Please can the snarky comments with your "welcome to mid-high level D&D" cracks. Thanks.
Then I'd expect the same about the superfluous smileys and "most rediculous comments I've ever heard!"
What's good for the goose and all that.
I'll admit I have different esthetic sensibilities than some people. In my campaigns, the fighter didn't survive the Tarrasque stomping on his head. He didn't "endure the full brunt of the red dragon's fiery breath."
Hit points are an abstraction. They are not merely a measure of the character's ability to endure physical injury. A character who needs to cross a river of lava might be able to survive (with some hit point loss) but he most certainly didn't SWIM it. Similarly, if a d20 Modern character puts a gun to his head and pulls the trigger, he's DEAD or dying. Period. As they say, sometimes a dagger to the eye is a dagger to the eye.
There was more than a little hyperbole in the example I gave. It would be more accurate to how HP's are generally represented to say that if the fighter can turn the blow from a 30' tall lizard into a mere graze, he can probably avoid the worst of the lava damage, too.
Same in-character knowledge, different way of wording it.

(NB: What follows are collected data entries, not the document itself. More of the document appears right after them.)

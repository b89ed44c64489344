// SPDX-License-Identifier: MIT OR Apache-2.0

use std::{thread, time::Duration};

use reqwest::StatusCode;
use serde::Deserialize;

use crate::{Error, Release, ReleaseAsset, Result};

const API_BASE_URL: &str = "https://api.github.com";
const USER_AGENT: &str = concat!("spicetify-installer/", env!("CARGO_PKG_VERSION"));
const MAX_RETRIES: u32 = 3;
const INITIAL_BACKOFF_MS: u64 = 250;

/// thread-safe github releases client that can be shared across threads.
#[derive(Clone)]
pub struct ReleaseClient {
    client: reqwest::blocking::Client,
}

impl ReleaseClient {
    pub fn new() -> Result<Self> {
        let client = reqwest::blocking::Client::builder()
            .connect_timeout(Duration::from_secs(5))
            .timeout(Duration::from_secs(30))
            .user_agent(USER_AGENT)
            .build()?;

        Ok(Self { client })
    }

    /// fetches the latest non-draft release of `repo` (`owner/name`).
    pub fn latest_release(&self, repo: &str) -> Result<Release> {
        let url = format!("{API_BASE_URL}/repos/{repo}/releases/latest");
        let mut backoff_ms = INITIAL_BACKOFF_MS;

        for attempt in 0..MAX_RETRIES {
            match self.fetch_release(&url) {
                Ok(release) => return Ok(release),
                // client errors other than rate limiting will not improve on retry
                Err(Error::ApiError(status)) => return Err(Error::ApiError(status)),
                Err(e) if attempt + 1 < MAX_RETRIES => {
                    log::debug!("**api:** retrying {url} after error: {e}");
                    thread::sleep(Duration::from_millis(backoff_ms));
                    backoff_ms *= 2;
                }
                Err(e) => return Err(e),
            }
        }

        Err(Error::other("max retries exceeded"))
    }

    fn fetch_release(&self, url: &str) -> Result<Release> {
        let response = self
            .client
            .get(url)
            .header("Accept", "application/vnd.github+json")
            .send()?;

        let status = response.status();
        if status == StatusCode::TOO_MANY_REQUESTS
            || (status == StatusCode::FORBIDDEN && rate_limit_exhausted(&response))
        {
            return Err(Error::RateLimited);
        }
        if !status.is_success() {
            return Err(Error::ApiError(status.as_u16()));
        }

        parse_release(&response.text()?)
    }
}

fn rate_limit_exhausted(response: &reqwest::blocking::Response) -> bool {
    response
        .headers()
        .get("x-ratelimit-remaining")
        .and_then(|v| v.to_str().ok())
        .is_some_and(|v| v == "0")
}

#[derive(Debug, Deserialize)]
struct ReleaseJson {
    tag_name: String,
    #[serde(default)]
    html_url: String,
    #[serde(default)]
    assets: Vec<ReleaseAsset>,
}

pub(crate) fn parse_release(json: &str) -> Result<Release> {
    let raw: ReleaseJson = serde_json::from_str(json)?;

    Ok(Release {
        version: raw.tag_name.trim_start_matches(['v', 'V']).to_string(),
        page_url: raw.html_url,
        assets: raw.assets,
    })
}
// SPDX-License-Identifier: MIT OR Apache-2.0

use std::{
    process::{Command, Output},
    sync::mpsc::{self, RecvTimeoutError},
    thread,
    time::Duration,
};

use crate::{
    Config, Error, ProgressHub, Release, ReleaseClient, Result, VersionInfo,
    discovery::{self, LocationReport},
    installer,
    progress::{ProgressListener, SubscriptionId},
    resolver,
    version::{self, extract_semver},
};

const PROGRESS_TICK: Duration = Duration::from_millis(300);
/// simulated progress stops here until the command really finishes.
const PROGRESS_CEILING: u32 = 90;

/// everything the controller needs from the surrounding desktop shell.
pub trait Host {
    /// runs a shell command to completion and returns its combined output.
    fn run_command(&self, command: &str) -> Result<String>;

    fn subscribe_progress(&self, listener: ProgressListener) -> SubscriptionId;

    fn unsubscribe_progress(&self, id: SubscriptionId);

    fn check_versions(&self) -> Result<VersionInfo>;

    /// downloads and starts a new build of this application.
    fn request_self_update(&self, url: &str) -> Result<()>;
}

/// host backed by real processes and the github api.
pub struct SystemHost {
    config: Config,
    progress: ProgressHub,
    releases: ReleaseClient,
}

impl SystemHost {
    pub fn new(config: Config) -> Result<Self> {
        Ok(Self {
            config,
            progress: ProgressHub::new(),
            releases: ReleaseClient::new()?,
        })
    }

    pub fn config(&self) -> &Config {
        &self.config
    }

    pub fn progress(&self) -> &ProgressHub {
        &self.progress
    }

    pub fn locate_tool(&self) -> LocationReport {
        discovery::locate_tool(&self.config.tool_name)
    }

    pub fn open_url(&self, url: &str) -> Result<()> {
        installer::open_with_system(url)
    }

    pub fn open_faq(&self) -> Result<()> {
        self.open_url(&self.config.faq_url)
    }

    /// asks the tool for its version, first directly and then through the shell.
    fn tool_version(&self) -> Option<String> {
        let tool = &self.config.tool_name;

        let direct = Command::new(tool).arg("-v").output();
        if let Some(version) = direct.ok().and_then(|o| successful_stdout(&o)) {
            log::debug!("**host:** direct check found {tool} {version}");
            return Some(version);
        }

        let fallback = shell_command(&format!("{tool} -v")).output();
        match fallback.ok().and_then(|o| successful_stdout(&o)) {
            Some(version) => {
                log::debug!("**host:** shell fallback found {tool} {version}");
                Some(version)
            }
            None => {
                log::debug!("**host:** {tool} is not installed or not on PATH");
                None
            }
        }
    }

    fn fill_installer_release(&self, info: &mut VersionInfo) {
        match self.releases.latest_release(&self.config.installer_repo) {
            Ok(release) => apply_installer_release(info, release),
            Err(e) => log::warn!("**host:** installer release check failed: {e}"),
        }
    }

    fn fill_tool_release(&self, info: &mut VersionInfo) {
        let Some(installed) = info.tool_version.as_deref() else {
            return;
        };
        let installed = extract_semver(installed).unwrap_or(installed);

        match self.releases.latest_release(&self.config.tool_repo) {
            Ok(release) => {
                info.has_tool_update = version::is_update_available(installed, &release.version);
                info.latest_tool_version = Some(release.version);
            }
            Err(e) => log::warn!("**host:** {} release check failed: {e}", self.config.tool_name),
        }
    }
}

/// records the latest installer release. the download url stays empty when no
/// asset is an installer for this platform.
fn apply_installer_release(info: &mut VersionInfo, release: Release) {
    info.has_installer_update =
        version::is_update_available(&info.installer_version, &release.version);
    info.latest_installer_url = resolver::select_download_url(&release);

    if info.latest_installer_url.is_none() {
        log::warn!(
            "**host:** no installer asset in release {}, see {}",
            release.version,
            release.page_url
        );
    }

    info.latest_installer_version = Some(release.version);
}

fn successful_stdout(output: &Output) -> Option<String> {
    if !output.status.success() {
        return None;
    }
    let text = String::from_utf8_lossy(&output.stdout).trim().to_string();
    (!text.is_empty()).then_some(text)
}

fn shell_command(command: &str) -> Command {
    if cfg!(windows) {
        let mut cmd = Command::new("powershell");
        cmd.args([
            "-NoProfile",
            "-NonInteractive",
            "-ExecutionPolicy",
            "Bypass",
            "-Command",
            command,
        ]);
        #[cfg(windows)]
        {
            use std::os::windows::process::CommandExt;
            const CREATE_NO_WINDOW: u32 = 0x0800_0000;
            cmd.creation_flags(CREATE_NO_WINDOW);
        }
        cmd
    } else {
        let mut cmd = Command::new("sh");
        cmd.args(["-c", command]);
        cmd
    }
}

/// eases towards the ceiling so long commands keep moving without reaching it.
fn next_tick(value: u32) -> u32 {
    if value >= PROGRESS_CEILING {
        return PROGRESS_CEILING;
    }
    (value + ((PROGRESS_CEILING - value) / 8).max(1)).min(PROGRESS_CEILING)
}

impl Host for SystemHost {
    fn run_command(&self, command: &str) -> Result<String> {
        log::info!("**host:** executing: {command}");
        self.progress.publish(0);

        let mut cmd = shell_command(command);
        let (tx, rx) = mpsc::channel();
        thread::spawn(move || {
            let _ = tx.send(cmd.output());
        });

        let mut value = 0;
        let output = loop {
            match rx.recv_timeout(PROGRESS_TICK) {
                Ok(result) => break result.map_err(|e| Error::spawn(e.to_string()))?,
                Err(RecvTimeoutError::Timeout) => {
                    value = next_tick(value);
                    self.progress.publish(value);
                }
                Err(RecvTimeoutError::Disconnected) => {
                    return Err(Error::spawn("command runner exited unexpectedly"));
                }
            }
        };

        self.progress.publish(100);

        let stdout = String::from_utf8_lossy(&output.stdout);
        let stderr = String::from_utf8_lossy(&output.stderr);
        if !stderr.is_empty() {
            log::debug!("**host:** stderr: {stderr}");
        }

        if output.status.success() {
            Ok(format!("{stdout}\n{stderr}"))
        } else {
            Err(Error::command_failed(
                output.status.to_string(),
                stderr.into_owned(),
            ))
        }
    }

    fn subscribe_progress(&self, listener: ProgressListener) -> SubscriptionId {
        self.progress.subscribe(listener)
    }

    fn unsubscribe_progress(&self, id: SubscriptionId) {
        self.progress.unsubscribe(id);
    }

    fn check_versions(&self) -> Result<VersionInfo> {
        let mut info = VersionInfo {
            installer_version: env!("CARGO_PKG_VERSION").to_string(),
            tool_version: self.tool_version(),
            ..VersionInfo::default()
        };

        if self.config.check_online {
            self.fill_installer_release(&mut info);
            self.fill_tool_release(&mut info);
        }

        log::info!(
            "**host:** installer={}, {}={:?}, installer_update={}, tool_update={}",
            info.installer_version,
            self.config.tool_name,
            info.tool_version,
            info.has_installer_update,
            info.has_tool_update
        );

        Ok(info)
    }

    fn request_self_update(&self, url: &str) -> Result<()> {
        let client = installer::create_download_client()?;
        let path = installer::download_update(&client, url, &self.progress)?;
        self.progress.publish(90);
        installer::launch_update(&path)?;
        self.progress.publish(100);
        Ok(())
    }
}

#[cfg(test)]
mod tests {
    use std::sync::Arc;

    use parking_lot::Mutex;

    use super::*;
    use crate::ReleaseAsset;

    #[test]
    fn test_next_tick_approaches_ceiling() {
        let mut value = 0;
        let mut previous = 0;
        for _ in 0..200 {
            value = next_tick(value);
            assert!(value >= previous);
            previous = value;
        }
        assert_eq!(value, PROGRESS_CEILING);
        assert_eq!(next_tick(95), PROGRESS_CEILING);
    }

    #[test]
    fn test_release_without_installer_asset_has_no_url() {
        let mut info = VersionInfo {
            installer_version: "1.0.2".to_string(),
            ..VersionInfo::default()
        };
        let release = Release {
            version: "1.0.3".to_string(),
            page_url: "https://github.com/FIREPAWER07/SpicetifyInstaller/releases/tag/v1.0.3"
                .to_string(),
            assets: Vec::new(),
        };

        apply_installer_release(&mut info, release);

        assert!(info.has_installer_update);
        assert_eq!(info.latest_installer_version.as_deref(), Some("1.0.3"));
        assert_eq!(info.latest_installer_url, None);
    }

    #[test]
    fn test_release_with_installer_asset_sets_url() {
        let mut info = VersionInfo {
            installer_version: "1.0.2".to_string(),
            ..VersionInfo::default()
        };
        let release = Release {
            version: "1.0.3".to_string(),
            page_url: String::new(),
            assets: vec![ReleaseAsset {
                name: "SpicetifyInstaller-setup.exe".to_string(),
                download_url: "https://example.invalid/SpicetifyInstaller-setup.exe".to_string(),
                size: 0,
            }],
        };

        apply_installer_release(&mut info, release);

        assert_eq!(
            info.latest_installer_url.as_deref(),
            Some("https://example.invalid/SpicetifyInstaller-setup.exe")
        );
    }

    #[cfg(unix)]
    #[test]
    fn test_run_command_collects_output_and_progress() {
        let host = SystemHost::new(Config::new().with_check_online(false)).unwrap();
        let seen = Arc::new(Mutex::new(Vec::new()));
        let sink = Arc::clone(&seen);
        let id = host.subscribe_progress(Box::new(move |v: u8| sink.lock().push(v)));

        let output = host.run_command("echo hello; echo oops 1>&2").unwrap();
        host.unsubscribe_progress(id);

        assert_eq!(output, "hello\n\noops\n");
        let seen = seen.lock();
        assert_eq!(seen.first(), Some(&0));
        assert_eq!(seen.last(), Some(&100));
    }

    #[cfg(unix)]
    #[test]
    fn test_run_command_failure_carries_stderr() {
        let host = SystemHost::new(Config::new().with_check_online(false)).unwrap();
        let err = host.run_command("echo broken 1>&2; exit 3").unwrap_err();

        match err {
            Error::CommandFailed { stderr, .. } => assert_eq!(stderr, "broken\n"),
            other => panic!("unexpected error: {other}"),
        }
    }
}
// SPDX-License-Identifier: MIT OR Apache-2.0

use std::{cmp::Ordering, collections::HashMap, fmt, sync::LazyLock};

use regex::Regex;
use serde::Serialize;

static SEMVER_CORE: LazyLock<Regex> =
    LazyLock::new(|| Regex::new(r"\d+\.\d+\.\d+").expect("invalid semver pattern"));

/// a free-form version string broken into numeric segments.
///
/// parsing never fails: a segment without digits counts as zero, so
/// `"1.0.2-Alpha"` becomes `[1, 0, 2, 0]` and garbage becomes `[0]`.
#[derive(Debug, Clone)]
pub struct Version {
    raw: String,
    segments: Vec<u64>,
}

impl Version {
    pub fn parse(raw: &str) -> Self {
        let trimmed = raw
            .strip_prefix('v')
            .or_else(|| raw.strip_prefix('V'))
            .unwrap_or(raw);

        let segments = trimmed.split(['.', '-']).map(parse_segment).collect();

        Self {
            raw: raw.to_string(),
            segments,
        }
    }

    pub fn raw(&self) -> &str {
        &self.raw
    }

    pub fn segments(&self) -> &[u64] {
        &self.segments
    }
}

/// keeps only the digits of a segment; empty segments are zero and overflowing
/// ones saturate so they still compare as huge.
fn parse_segment(segment: &str) -> u64 {
    let digits: String = segment.chars().filter(char::is_ascii_digit).collect();
    if digits.is_empty() {
        return 0;
    }
    digits.parse().unwrap_or(u64::MAX)
}

impl Ord for Version {
    fn cmp(&self, other: &Self) -> Ordering {
        let max_len = self.segments.len().max(other.segments.len());

        for i in 0..max_len {
            let a = self.segments.get(i).copied().unwrap_or(0);
            let b = other.segments.get(i).copied().unwrap_or(0);

            match a.cmp(&b) {
                Ordering::Equal => continue,
                other => return other,
            }
        }

        Ordering::Equal
    }
}

impl PartialOrd for Version {
    fn partial_cmp(&self, other: &Self) -> Option<Ordering> {
        Some(self.cmp(other))
    }
}

impl PartialEq for Version {
    fn eq(&self, other: &Self) -> bool {
        self.cmp(other) == Ordering::Equal
    }
}

impl Eq for Version {}

impl fmt::Display for Version {
    fn fmt(&self, f: &mut fmt::Formatter<'_>) -> fmt::Result {
        f.write_str(&self.raw)
    }
}

/// compares two version strings.
/// returns Ordering::Less if v1 < v2 (update available).
pub fn compare(v1: &str, v2: &str) -> Ordering {
    Version::parse(v1).cmp(&Version::parse(v2))
}

/// returns true if `available` is newer than `installed`.
pub fn is_update_available(installed: &str, available: &str) -> bool {
    compare(installed, available) == Ordering::Less
}

/// pulls the first `x.y.z` triple out of tool output such as `spicetify v2.38.4`.
pub fn extract_semver(text: &str) -> Option<&str> {
    SEMVER_CORE.find(text).map(|m| m.as_str())
}

/// memoized "is current strictly newer than latest" answers.
///
/// keys are directional: `("a", "b")` and `("b", "a")` are separate entries.
#[derive(Debug, Default)]
pub struct ComparisonCache {
    entries: HashMap<String, bool>,
}

impl ComparisonCache {
    pub fn new() -> Self {
        Self::default()
    }

    fn key(current: &str, latest: &str) -> String {
        format!("{current}:{latest}")
    }

    pub fn get(&self, current: &str, latest: &str) -> Option<bool> {
        self.entries.get(&Self::key(current, latest)).copied()
    }

    fn insert(&mut self, current: &str, latest: &str, newer: bool) {
        self.entries.insert(Self::key(current, latest), newer);
    }

    pub fn len(&self) -> usize {
        self.entries.len()
    }

    pub fn is_empty(&self) -> bool {
        self.entries.is_empty()
    }
}

/// where the installed build stands relative to the latest published release.
#[derive(Debug, Clone, Copy, PartialEq, Eq, Serialize)]
#[serde(rename_all = "kebab-case")]
pub enum UpdateStatus {
    /// installed build is ahead of the latest release (development or unreleased build).
    UnreleasedLocalBuild,
    UpdateAvailable,
    UpToDate,
}

impl fmt::Display for UpdateStatus {
    fn fmt(&self, f: &mut fmt::Formatter<'_>) -> fmt::Result {
        match self {
            Self::UnreleasedLocalBuild => write!(f, "unreleased-local-build"),
            Self::UpdateAvailable => write!(f, "update-available"),
            Self::UpToDate => write!(f, "up-to-date"),
        }
    }
}

/// owns the comparison cache for one ui session.
#[derive(Debug, Default)]
pub struct VersionComparator {
    cache: ComparisonCache,
}

impl VersionComparator {
    pub fn new() -> Self {
        Self::default()
    }

    pub fn cache(&self) -> &ComparisonCache {
        &self.cache
    }

    /// returns true iff `current` is strictly newer than `latest`.
    pub fn is_newer(&mut self, current: &str, latest: &str) -> bool {
        if let Some(cached) = self.cache.get(current, latest) {
            return cached;
        }

        let newer = Version::parse(current) > Version::parse(latest);
        self.cache.insert(current, latest, newer);
        newer
    }

    /// the host's update flag can be stale when the local build is ahead of
    /// the published release, so "newer than latest" is checked first.
    pub fn classify(
        &mut self,
        installed: &str,
        host_says_update: bool,
        latest: Option<&str>,
    ) -> UpdateStatus {
        if latest.is_some_and(|latest| self.is_newer(installed, latest)) {
            UpdateStatus::UnreleasedLocalBuild
        } else if host_says_update {
            UpdateStatus::UpdateAvailable
        } else {
            UpdateStatus::UpToDate
        }
    }
}

#[cfg(test)]
mod tests {
    use super::*;

    #[test]
    fn test_parse_strips_prefix_and_suffix_letters() {
        assert_eq!(Version::parse("v2.3.10").segments(), &[2, 3, 10]);
        assert_eq!(Version::parse("V1.0").segments(), &[1, 0]);
        assert_eq!(Version::parse("1.0.2-Alpha").segments(), &[1, 0, 2, 0]);
        assert_eq!(Version::parse("1.0.2-rc3").segments(), &[1, 0, 2, 3]);
    }

    #[test]
    fn test_parse_malformed_degrades_to_zero() {
        assert_eq!(Version::parse("").segments(), &[0]);
        assert_eq!(Version::parse("banana").segments(), &[0]);
        assert_eq!(Version::parse("..").segments(), &[0, 0, 0]);
    }

    #[test]
    fn test_overflowing_segment_saturates() {
        assert_eq!(
            Version::parse("99999999999999999999999.1").segments(),
            &[u64::MAX, 1]
        );

        let mut comparator = VersionComparator::new();
        assert!(comparator.is_newer("99999999999999999999.0", "1.0"));
        assert!(!comparator.is_newer("1.0", "99999999999999999999.0"));
    }

    #[test]
    fn test_missing_segments_are_zero() {
        assert_eq!(Version::parse("1.2"), Version::parse("1.2.0"));
        assert!(Version::parse("1.2") < Version::parse("1.2.0.1"));
        assert_eq!(compare("1.2", "1.2.0"), Ordering::Equal);
    }

    #[test]
    fn test_is_newer() {
        let mut comparator = VersionComparator::new();
        assert!(comparator.is_newer("1.2.1", "1.2.0"));
        assert!(!comparator.is_newer("1.2", "1.2.0"));
        assert!(comparator.is_newer("2.0.0", "1.9.9"));
        assert!(!comparator.is_newer("1.0.2-Alpha", "1.0.2-Alpha"));
        assert!(comparator.is_newer("v1.10.0", "1.9.0"));
    }

    #[test]
    fn test_is_newer_antisymmetric() {
        let pairs = [
            ("1.0.0", "1.0.1"),
            ("2.38.4", "v2.38.4"),
            ("1.0.2-Alpha", "1.0.2"),
            ("0.9", "0.10"),
            ("x", "1"),
        ];

        let mut comparator = VersionComparator::new();
        for (a, b) in pairs {
            let equal = Version::parse(a) == Version::parse(b);
            assert!(
                comparator.is_newer(a, b) == !comparator.is_newer(b, a) || equal,
                "{a} vs {b}"
            );
        }
    }

    #[test]
    fn test_cache_is_directional_and_idempotent() {
        let mut comparator = VersionComparator::new();
        assert!(comparator.is_newer("1.1", "1.0"));
        assert!(!comparator.is_newer("1.0", "1.1"));
        assert_eq!(comparator.cache().len(), 2);
        assert_eq!(comparator.cache().get("1.1", "1.0"), Some(true));
        assert_eq!(comparator.cache().get("1.0", "1.1"), Some(false));

        assert!(comparator.is_newer("1.1", "1.0"));
        assert_eq!(comparator.cache().len(), 2);
    }

    #[test]
    fn test_classify_unreleased_overrides_host_flag() {
        let mut comparator = VersionComparator::new();
        assert_eq!(
            comparator.classify("1.1.0", true, Some("1.0.2")),
            UpdateStatus::UnreleasedLocalBuild
        );
        assert_eq!(
            comparator.classify("1.0.0", true, Some("1.0.2")),
            UpdateStatus::UpdateAvailable
        );
        assert_eq!(
            comparator.classify("1.0.2", false, Some("1.0.2")),
            UpdateStatus::UpToDate
        );
    }

    #[test]
    fn test_classify_without_latest() {
        let mut comparator = VersionComparator::new();
        assert_eq!(
            comparator.classify("1.0.0", true, None),
            UpdateStatus::UpdateAvailable
        );
        assert_eq!(
            comparator.classify("1.0.0", false, None),
            UpdateStatus::UpToDate
        );
        assert!(comparator.cache().is_empty());
    }

    #[test]
    fn test_update_available() {
        assert!(is_update_available("2.36.0", "2.38.4"));
        assert!(!is_update_available("2.38.4", "v2.38.4"));
    }

    #[test]
    fn test_extract_semver() {
        assert_eq!(extract_semver("spicetify v2.38.4\r\n"), Some("2.38.4"));
        assert_eq!(extract_semver("2.38"), None);
        assert_eq!(extract_semver("Command failed"), None);
    }
}
pub mod formatter;

pub use formatter::{
    format_class_list, format_class_summary, format_coefficients, format_global_summary,
    format_rythme_scores, format_student_table, should_use_colors,
};
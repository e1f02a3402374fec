pub mod import;
pub mod types;
mod wire;

pub use import::{parse_names, read_names};
pub use types::{Roster, StudentRecord};
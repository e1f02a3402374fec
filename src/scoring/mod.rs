pub mod coefficients;
pub mod diagnostic;
pub mod engine;
pub mod levels;
pub mod observations;
pub mod validation;

pub use coefficients::*;
pub use diagnostic::DiagnosticType;
pub use engine::{
    classify_intelligences, classify_motivation, classify_rythme, classify_soutien,
    classify_style, profile_label, Engagement, Intelligence, Rhythm, Style, Support,
};
pub use levels::{Group, Level};
pub use observations::{
    IntelligenceObservations, IntelligenceUpdate, MotivationObservations, MotivationUpdate,
    ObservationUpdate, Observations, RythmeObservations, RythmeUpdate, SoutienObservations,
    SoutienUpdate, StyleObservations, StyleUpdate,
};
pub use validation::parse_assignments;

I accept that your style is different than the style that D&D has encouraged in all of it's editions, but something you don't agree with isn't automatically "metagame." It could be flawed for a number of reasons, but treating statistics as character knowledge isn't one of the flaws.
That's in my world. And, as I noted by quoting the 1st Edition Dungeon Masters Guide, it's perfectly consistent with longtime perceptions of D&D. Gygax himself called it "unreasonable" and "preposterous." I said it was "ridiculous" and I stand by that for the same reasons Gary did. I wasn't trying to bait anybody, but I can't make the "increasing physical injury capacity" opinion make sense in my head.
If you're not trying to bait people, you could try not calling them unreasonable, preposterous, or ridiculous. Such insults are hardly unobtrusive.
You could also try using a criticism that actually applies. Not "metagame."
But play your game your way. If I have to houserule mine to get the game I want, I have no problem doing that. I'd rather not have to deliberately avoid an ambush tactic like S-B-T. People always seem to forget that the DM chooses NOT to do that BACK.
Do your PCs walk around with all those protections you mentioned up at all times? How would they feel if the BBEG dropped in on them when they were helpless or spent from a hard fight?
What's good for the goose and all that...
I didn't reveal at all how I play D&D. I just said that 4e should continue to have this strategy be a viable one. And I've said several times that I wouldn't mind in the slightest if it wasn't *as* viable (several of the limitations proposed in this thread, from lead and gorgon's blood and mythril circles to increased casting times to lightening up on the buffs are entirely decent). Because, in my mind, a game like D&D should never say "NO."
Individual DM's? Sure. The game itself making it more "interesting"? Absolutely. Removing the strategy entirely because some DM's can't be bothered to work around it? Lazy, limiting, and narrowminded, IMO.